//! Project model and database operations

use chrono::{DateTime, Utc};
use serde::{Deserialize, Serialize};
use sqlx::PgPool;
use uuid::Uuid;

/// Project model representing a collaboration space
///
/// A project is owned by exactly one user and shared with others through
/// the memberships table. The owner always holds a membership row with
/// role `owner`, inserted in the same transaction as the project itself.
///
/// # Schema
///
/// ```sql
/// CREATE TABLE projects (
///     id UUID PRIMARY KEY DEFAULT gen_random_uuid(),
///     name VARCHAR(255) NOT NULL,
///     description TEXT,
///     owner_id UUID NOT NULL REFERENCES users(id) ON DELETE CASCADE,
///     created_at TIMESTAMPTZ NOT NULL DEFAULT NOW()
/// );
/// ```
#[derive(Debug, Clone, Serialize, Deserialize, sqlx::FromRow)]
pub struct Project {
    /// Unique project ID (UUID v4)
    pub id: Uuid,

    /// Project name
    pub name: String,

    /// Optional free-form description
    pub description: Option<String>,

    /// User who owns this project
    pub owner_id: Uuid,

    /// When the project was created
    pub created_at: DateTime<Utc>,
}

/// Input for creating a new project
#[derive(Debug, Clone, Serialize, Deserialize)]
pub struct CreateProject {
    /// Project name
    pub name: String,

    /// Optional description
    pub description: Option<String>,

    /// Owning user; also becomes the first member with role `owner`
    pub owner_id: Uuid,
}

/// Input for updating an existing project
///
/// `None` fields are left unchanged.
#[derive(Debug, Clone, Default, Serialize, Deserialize)]
pub struct UpdateProject {
    /// New project name
    pub name: Option<String>,

    /// New description
    pub description: Option<String>,
}

impl Project {
    /// Creates a new project together with its owner membership
    ///
    /// Both inserts run in one transaction so a project can never exist
    /// without its owner appearing in the member list.
    ///
    /// # Arguments
    ///
    /// * `pool` - Database connection pool
    /// * `data` - Project creation data
    ///
    /// # Returns
    ///
    /// The created project with generated ID and timestamp
    ///
    /// # Errors
    ///
    /// Returns an error if the owner does not exist (foreign key) or if
    /// the database operation fails
    ///
    /// # Example
    ///
    /// ```no_run
    /// # use syncboard_shared::models::project::{Project, CreateProject};
    /// # use sqlx::PgPool;
    /// # async fn example(pool: PgPool, owner_id: uuid::Uuid) -> Result<(), sqlx::Error> {
    /// let project = Project::create(&pool, CreateProject {
    ///     name: "Apollo".to_string(),
    ///     description: Some("Launch planning".to_string()),
    ///     owner_id,
    /// }).await?;
    /// println!("Created project {}", project.id);
    /// # Ok(())
    /// # }
    /// ```
    pub async fn create(pool: &PgPool, data: CreateProject) -> Result<Project, sqlx::Error> {
        let mut tx = pool.begin().await?;

        let project = sqlx::query_as::<_, Project>(
            r#"
            INSERT INTO projects (name, description, owner_id)
            VALUES ($1, $2, $3)
            RETURNING id, name, description, owner_id, created_at
            "#,
        )
        .bind(data.name)
        .bind(data.description)
        .bind(data.owner_id)
        .fetch_one(&mut *tx)
        .await?;

        sqlx::query(
            r#"
            INSERT INTO memberships (project_id, user_id, role)
            VALUES ($1, $2, 'owner')
            "#,
        )
        .bind(project.id)
        .bind(data.owner_id)
        .execute(&mut *tx)
        .await?;

        tx.commit().await?;

        Ok(project)
    }

    /// Finds a project by ID
    ///
    /// # Returns
    ///
    /// `Some(Project)` if found, `None` otherwise
    ///
    /// # Errors
    ///
    /// Returns an error if the database operation fails
    pub async fn find_by_id(pool: &PgPool, id: Uuid) -> Result<Option<Project>, sqlx::Error> {
        let project = sqlx::query_as::<_, Project>(
            r#"
            SELECT id, name, description, owner_id, created_at
            FROM projects
            WHERE id = $1
            "#,
        )
        .bind(id)
        .fetch_optional(pool)
        .await?;

        Ok(project)
    }

    /// Lists every project a user can see
    ///
    /// A project is visible when the user owns it or holds any membership
    /// in it. Results are ordered newest first.
    ///
    /// # Errors
    ///
    /// Returns an error if the database operation fails
    ///
    /// # Example
    ///
    /// ```no_run
    /// # use syncboard_shared::models::project::Project;
    /// # use sqlx::PgPool;
    /// # async fn example(pool: PgPool, user_id: uuid::Uuid) -> Result<(), sqlx::Error> {
    /// let projects = Project::list_for_user(&pool, user_id).await?;
    /// println!("{} projects", projects.len());
    /// # Ok(())
    /// # }
    /// ```
    pub async fn list_for_user(pool: &PgPool, user_id: Uuid) -> Result<Vec<Project>, sqlx::Error> {
        let projects = sqlx::query_as::<_, Project>(
            r#"
            SELECT DISTINCT p.id, p.name, p.description, p.owner_id, p.created_at
            FROM projects p
            LEFT JOIN memberships m ON m.project_id = p.id
            WHERE p.owner_id = $1 OR m.user_id = $1
            ORDER BY p.created_at DESC
            "#,
        )
        .bind(user_id)
        .fetch_all(pool)
        .await?;

        Ok(projects)
    }

    /// Updates a project's name and/or description
    ///
    /// # Returns
    ///
    /// The updated project, or `None` if it does not exist
    ///
    /// # Errors
    ///
    /// Returns an error if the database operation fails
    pub async fn update(
        pool: &PgPool,
        id: Uuid,
        data: UpdateProject,
    ) -> Result<Option<Project>, sqlx::Error> {
        let project = sqlx::query_as::<_, Project>(
            r#"
            UPDATE projects
            SET name = COALESCE($2, name),
                description = COALESCE($3, description)
            WHERE id = $1
            RETURNING id, name, description, owner_id, created_at
            "#,
        )
        .bind(id)
        .bind(data.name)
        .bind(data.description)
        .fetch_optional(pool)
        .await?;

        Ok(project)
    }

    /// Deletes a project and everything attached to it
    ///
    /// Memberships, tasks, comments, and attached notifications go with it
    /// via ON DELETE CASCADE.
    ///
    /// # Returns
    ///
    /// `true` if the project existed and was deleted
    ///
    /// # Errors
    ///
    /// Returns an error if the database operation fails
    pub async fn delete(pool: &PgPool, id: Uuid) -> Result<bool, sqlx::Error> {
        let result = sqlx::query("DELETE FROM projects WHERE id = $1")
            .bind(id)
            .execute(pool)
            .await?;

        Ok(result.rows_affected() > 0)
    }
}
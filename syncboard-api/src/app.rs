/// Application state and router assembly
///
/// `AppState` carries everything handlers need (pool, config, broadcast
/// hub, notification fan-out); `build_router` wires the route groups and
/// the middleware stack around it.
///
/// # Example
///
/// ```no_run
/// use syncboard_api::{app::AppState, config::Config};
/// use sqlx::PgPool;
///
/// # async fn example() -> anyhow::Result<()> {
/// let config = Config::from_env()?;
/// let pool = PgPool::connect(&config.database.url).await?;
/// let state = AppState::new(pool, config);
/// let app = syncboard_api::app::build_router(state);
/// # Ok(())
/// # }
/// ```

use crate::config::Config;
use axum::{
    http::{header, HeaderValue, Method},
    routing::{get, post, put},
    Router,
};
use sqlx::PgPool;
use std::sync::Arc;
use syncboard_shared::auth::middleware::create_jwt_middleware;
use syncboard_shared::notify::broadcast::BroadcastHub;
use syncboard_shared::notify::fanout::NotificationFanout;
use syncboard_shared::notify::mailer::{LogMailer, Mailer};
use tower_http::cors::CorsLayer;
use tower_http::trace::{DefaultMakeSpan, DefaultOnResponse, TraceLayer};
use tracing::Level;

/// Shared application state
///
/// Cloned into every handler through Axum's `State` extractor; all
/// fields are cheap handles.
#[derive(Clone)]
pub struct AppState {
    /// Database connection pool
    pub db: PgPool,

    /// Application configuration
    pub config: Arc<Config>,

    /// Live-update broadcast hub
    pub hub: Arc<BroadcastHub>,

    /// Notification fan-out for committed domain events
    pub fanout: NotificationFanout,
}

impl AppState {
    /// Creates new application state with the log-only mailer
    pub fn new(db: PgPool, config: Config) -> Self {
        let mailer: Arc<dyn Mailer> = Arc::new(LogMailer::new(config.smtp.from.clone()));
        Self::with_mailer(db, config, mailer)
    }

    /// Creates application state with an injected mailer
    ///
    /// Tests pass a recording mailer here to assert on outbound email.
    pub fn with_mailer(db: PgPool, config: Config, mailer: Arc<dyn Mailer>) -> Self {
        let hub = Arc::new(BroadcastHub::new());
        let fanout = NotificationFanout::new(db.clone(), mailer, Arc::clone(&hub));

        Self {
            db,
            config: Arc::new(config),
            hub,
            fanout,
        }
    }

    /// Gets JWT secret for token operations
    pub fn jwt_secret(&self) -> &str {
        &self.config.jwt.secret
    }
}

/// Builds the CORS layer from the configured origin list
///
/// No origins (or an explicit "*") selects the permissive development
/// policy; anything else becomes an allow-list with credentials.
fn cors_layer(origins: &[String]) -> CorsLayer {
    if origins.is_empty() || origins.iter().any(|o| o == "*") {
        return CorsLayer::permissive();
    }

    let allowed: Vec<HeaderValue> = origins
        .iter()
        .filter_map(|origin| origin.parse().ok())
        .collect();

    CorsLayer::new()
        .allow_origin(allowed)
        .allow_methods([
            Method::GET,
            Method::POST,
            Method::PUT,
            Method::DELETE,
            Method::OPTIONS,
        ])
        .allow_headers([header::AUTHORIZATION, header::CONTENT_TYPE])
        .allow_credentials(true)
        .max_age(std::time::Duration::from_secs(3600))
}

/// Builds the complete Axum router
///
/// # Route Map
///
/// ```text
/// /
/// ├── /health                       # Health check (public)
/// ├── /api/v1/                      # JSON API (versioned)
/// │   ├── /auth/                    # register, login, refresh (public)
/// │   │                             # logout, me, verify-token (authenticated)
/// │   ├── /projects/                # CRUD, members, progress
/// │   ├── /tasks/                   # CRUD, status transitions
/// │   ├── /comments/                # threaded comments
/// │   └── /notifications/           # in-app notifications
/// └── /ws/                          # WebSocket upgrades (?token= auth)
///     ├── /projects/:project_id     # project room
///     └── /notifications            # personal notification stream
/// ```
///
/// Request logging and CORS wrap the whole tree; JWT authentication is
/// attached per route group so the public auth endpoints stay open.
pub fn build_router(state: AppState) -> Router {
    use crate::routes;

    let require_auth =
        axum::middleware::from_fn(create_jwt_middleware(state.config.jwt.secret.clone()));

    let health_routes = Router::new().route("/health", get(routes::health::health_check));

    // register/login/refresh are public, the rest need a token
    let auth_routes = Router::new()
        .route("/register", post(routes::auth::register))
        .route("/login", post(routes::auth::login))
        .route("/refresh", post(routes::auth::refresh))
        .merge(
            Router::new()
                .route("/logout", post(routes::auth::logout))
                .route("/me", get(routes::auth::me))
                .route("/verify-token", post(routes::auth::verify_token))
                .layer(require_auth.clone()),
        );

    let project_routes = Router::new()
        .route(
            "/",
            get(routes::projects::list_projects).post(routes::projects::create_project),
        )
        .route(
            "/:id",
            get(routes::projects::get_project)
                .put(routes::projects::update_project)
                .delete(routes::projects::delete_project),
        )
        .route(
            "/:id/members",
            get(routes::projects::list_members).post(routes::projects::add_member),
        )
        .route("/:id/progress", get(routes::projects::project_progress))
        .layer(require_auth.clone());

    let task_routes = Router::new()
        .route(
            "/project/:project_id",
            get(routes::tasks::list_tasks).post(routes::tasks::create_task),
        )
        .route(
            "/:id",
            get(routes::tasks::get_task)
                .put(routes::tasks::update_task)
                .delete(routes::tasks::delete_task),
        )
        .route("/:id/status", put(routes::tasks::update_task_status))
        .layer(require_auth.clone());

    let comment_routes = Router::new()
        .route(
            "/",
            get(routes::comments::list_comments).post(routes::comments::create_comment),
        )
        .layer(require_auth.clone());

    let notification_routes = Router::new()
        .route("/", get(routes::notifications::list_notifications))
        .route("/mark-read", put(routes::notifications::mark_read))
        .route("/unread-count", get(routes::notifications::unread_count))
        .layer(require_auth);

    let v1_routes = Router::new()
        .nest("/auth", auth_routes)
        .nest("/projects", project_routes)
        .nest("/tasks", task_routes)
        .nest("/comments", comment_routes)
        .nest("/notifications", notification_routes);

    // WebSocket upgrades authenticate via ?token= inside the handlers,
    // browsers cannot set an Authorization header on the upgrade request.
    let ws_routes = Router::new()
        .route("/projects/:project_id", get(routes::ws::project_socket))
        .route("/notifications", get(routes::ws::notifications_socket));

    let trace = TraceLayer::new_for_http()
        .make_span_with(DefaultMakeSpan::new().level(Level::INFO))
        .on_response(DefaultOnResponse::new().level(Level::INFO));
    let cors = cors_layer(&state.config.api.cors_origins);

    Router::new()
        .merge(health_routes)
        .nest("/api/v1", v1_routes)
        .nest("/ws", ws_routes)
        .layer(trace)
        .layer(cors)
        .with_state(state)
}

#[cfg(test)]
mod tests {
    use super::*;
    use crate::config::{ApiConfig, DatabaseConfig, JwtConfig, SmtpConfig};
    use sqlx::postgres::PgPoolOptions;

    fn test_config() -> Config {
        Config {
            api: ApiConfig {
                host: "127.0.0.1".to_string(),
                port: 8000,
                cors_origins: Vec::new(),
            },
            database: DatabaseConfig {
                url: "postgresql://localhost/syncboard_test".to_string(),
                max_connections: 2,
            },
            jwt: JwtConfig {
                secret: "test-secret-key-at-least-32-bytes-long".to_string(),
                expiry_minutes: 30,
            },
            smtp: SmtpConfig {
                from: "noreply@syncboard.dev".to_string(),
            },
        }
    }

    #[tokio::test]
    async fn test_router_builds_without_connecting() {
        let config = test_config();
        let pool = PgPoolOptions::new()
            .connect_lazy(&config.database.url)
            .unwrap();

        let state = AppState::new(pool, config);
        let _router = build_router(state);
    }
}
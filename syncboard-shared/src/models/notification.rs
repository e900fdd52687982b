//! In-app notification model and database operations

use chrono::{DateTime, Duration, NaiveDate, NaiveTime, Utc};
use serde::{Deserialize, Serialize};
use sqlx::PgPool;
use uuid::Uuid;

/// In-app notification delivered to a single user
///
/// Rows are created only by the notification fan-out and the deadline
/// sweep, mutated only by mark-read, and never deleted in normal
/// operation. Only the recipient may read or mark their rows.
///
/// # Schema
///
/// ```sql
/// CREATE TABLE notifications (
///     id UUID PRIMARY KEY DEFAULT gen_random_uuid(),
///     user_id UUID NOT NULL REFERENCES users(id) ON DELETE CASCADE,
///     project_id UUID REFERENCES projects(id) ON DELETE CASCADE,
///     task_id UUID REFERENCES tasks(id) ON DELETE CASCADE,
///     title VARCHAR(255) NOT NULL,
///     body TEXT NOT NULL,
///     is_read BOOLEAN NOT NULL DEFAULT FALSE,
///     created_at TIMESTAMPTZ NOT NULL DEFAULT NOW()
/// );
/// ```
#[derive(Debug, Clone, Serialize, Deserialize, sqlx::FromRow)]
pub struct Notification {
    /// Unique notification ID (UUID v4)
    pub id: Uuid,

    /// Recipient user
    pub user_id: Uuid,

    /// Related project, if any
    pub project_id: Option<Uuid>,

    /// Related task, if any
    pub task_id: Option<Uuid>,

    /// Short headline, e.g. "New Task Assigned"
    pub title: String,

    /// Human-readable body text
    pub body: String,

    /// Whether the recipient has marked this read
    pub is_read: bool,

    /// When the notification was created
    pub created_at: DateTime<Utc>,
}

/// Input for creating a notification
#[derive(Debug, Clone, Serialize, Deserialize)]
pub struct CreateNotification {
    /// Recipient user
    pub user_id: Uuid,

    /// Related project, if any
    pub project_id: Option<Uuid>,

    /// Related task, if any
    pub task_id: Option<Uuid>,

    /// Short headline
    pub title: String,

    /// Body text
    pub body: String,
}

/// A notification joined with the names of its related entities
///
/// The joins are LEFT, so names are `None` when the notification has no
/// context or the related row was deleted after the fact.
#[derive(Debug, Clone, Serialize, Deserialize, sqlx::FromRow)]
pub struct NotificationWithContext {
    /// Unique notification ID
    pub id: Uuid,

    /// Recipient user
    pub user_id: Uuid,

    /// Related project, if any
    pub project_id: Option<Uuid>,

    /// Related task, if any
    pub task_id: Option<Uuid>,

    /// Short headline
    pub title: String,

    /// Body text
    pub body: String,

    /// Whether the recipient has marked this read
    pub is_read: bool,

    /// When the notification was created
    pub created_at: DateTime<Utc>,

    /// Name of the related project, when resolvable
    pub project_name: Option<String>,

    /// Title of the related task, when resolvable
    pub task_title: Option<String>,
}

impl Notification {
    /// Creates a notification row
    ///
    /// # Arguments
    ///
    /// * `pool` - Database connection pool
    /// * `data` - Notification content and recipient
    ///
    /// # Returns
    ///
    /// The created notification with generated ID and timestamp
    ///
    /// # Errors
    ///
    /// Returns an error if the recipient or a referenced entity does not
    /// exist (foreign key) or if the database operation fails
    pub async fn create(
        pool: &PgPool,
        data: CreateNotification,
    ) -> Result<Notification, sqlx::Error> {
        let notification = sqlx::query_as::<_, Notification>(
            r#"
            INSERT INTO notifications (user_id, project_id, task_id, title, body)
            VALUES ($1, $2, $3, $4, $5)
            RETURNING id, user_id, project_id, task_id, title, body, is_read, created_at
            "#,
        )
        .bind(data.user_id)
        .bind(data.project_id)
        .bind(data.task_id)
        .bind(data.title)
        .bind(data.body)
        .fetch_one(pool)
        .await?;

        Ok(notification)
    }

    /// Lists a user's most recent notifications with context names
    ///
    /// Newest first, capped at `limit`.
    ///
    /// # Errors
    ///
    /// Returns an error if the database operation fails
    ///
    /// # Example
    ///
    /// ```no_run
    /// # use syncboard_shared::models::notification::Notification;
    /// # use sqlx::PgPool;
    /// # async fn example(pool: PgPool, user_id: uuid::Uuid) -> Result<(), sqlx::Error> {
    /// for n in Notification::list_recent(&pool, user_id, 50).await? {
    ///     println!("[{}] {}", n.title, n.body);
    /// }
    /// # Ok(())
    /// # }
    /// ```
    pub async fn list_recent(
        pool: &PgPool,
        user_id: Uuid,
        limit: i64,
    ) -> Result<Vec<NotificationWithContext>, sqlx::Error> {
        let notifications = sqlx::query_as::<_, NotificationWithContext>(
            r#"
            SELECT n.id, n.user_id, n.project_id, n.task_id, n.title, n.body,
                   n.is_read, n.created_at,
                   p.name AS project_name, t.title AS task_title
            FROM notifications n
            LEFT JOIN projects p ON p.id = n.project_id
            LEFT JOIN tasks t ON t.id = n.task_id
            WHERE n.user_id = $1
            ORDER BY n.created_at DESC
            LIMIT $2
            "#,
        )
        .bind(user_id)
        .bind(limit)
        .fetch_all(pool)
        .await?;

        Ok(notifications)
    }

    /// Marks a set of the user's notifications as read
    ///
    /// Scoped to `user_id` so one user can never mark another user's
    /// rows; IDs belonging to someone else are silently skipped.
    ///
    /// # Returns
    ///
    /// The number of rows actually updated
    ///
    /// # Errors
    ///
    /// Returns an error if the database operation fails
    pub async fn mark_read(
        pool: &PgPool,
        user_id: Uuid,
        ids: &[Uuid],
    ) -> Result<u64, sqlx::Error> {
        if ids.is_empty() {
            return Ok(0);
        }

        let result = sqlx::query(
            r#"
            UPDATE notifications
            SET is_read = TRUE
            WHERE user_id = $1 AND id = ANY($2)
            "#,
        )
        .bind(user_id)
        .bind(ids)
        .execute(pool)
        .await?;

        Ok(result.rows_affected())
    }

    /// Counts a user's unread notifications
    ///
    /// # Errors
    ///
    /// Returns an error if the database operation fails
    pub async fn unread_count(pool: &PgPool, user_id: Uuid) -> Result<i64, sqlx::Error> {
        let (count,): (i64,) = sqlx::query_as(
            "SELECT COUNT(*) FROM notifications WHERE user_id = $1 AND is_read = FALSE",
        )
        .bind(user_id)
        .fetch_one(pool)
        .await?;

        Ok(count)
    }

    /// Checks whether a titled notification already exists for a task on
    /// a given calendar day
    ///
    /// De-duplication probe for the deadline sweep: the key is
    /// (user, task, title, UTC day). The check and any subsequent insert
    /// are not atomic; overlapping sweeps may rarely double-notify.
    ///
    /// # Errors
    ///
    /// Returns an error if the database operation fails
    pub async fn exists_for_day(
        pool: &PgPool,
        user_id: Uuid,
        task_id: Uuid,
        title: &str,
        day: NaiveDate,
    ) -> Result<bool, sqlx::Error> {
        let start = day.and_time(NaiveTime::MIN).and_utc();
        let end = start + Duration::days(1);

        let exists: bool = sqlx::query_scalar(
            r#"
            SELECT EXISTS(
                SELECT 1 FROM notifications
                WHERE user_id = $1 AND task_id = $2 AND title = $3
                  AND created_at >= $4 AND created_at < $5
            )
            "#,
        )
        .bind(user_id)
        .bind(task_id)
        .bind(title)
        .bind(start)
        .bind(end)
        .fetch_one(pool)
        .await?;

        Ok(exists)
    }
}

■ ■ ■ ■ ■ ■ ■

▶ _WORK TASK_: Quote the listing word for word from its first line through the line in which "membership row with" appears.

▶ _RESPONSE AREA_:
//! Project model and database operations

use chrono::{DateTime, Utc};
use serde::{Deserialize, Serialize};
use sqlx::PgPool;
use uuid::Uuid;

/// Project model representing a collaboration space
///
/// A project is owned by exactly one user and shared with others through
/// the memberships table. The owner always holds a membership row with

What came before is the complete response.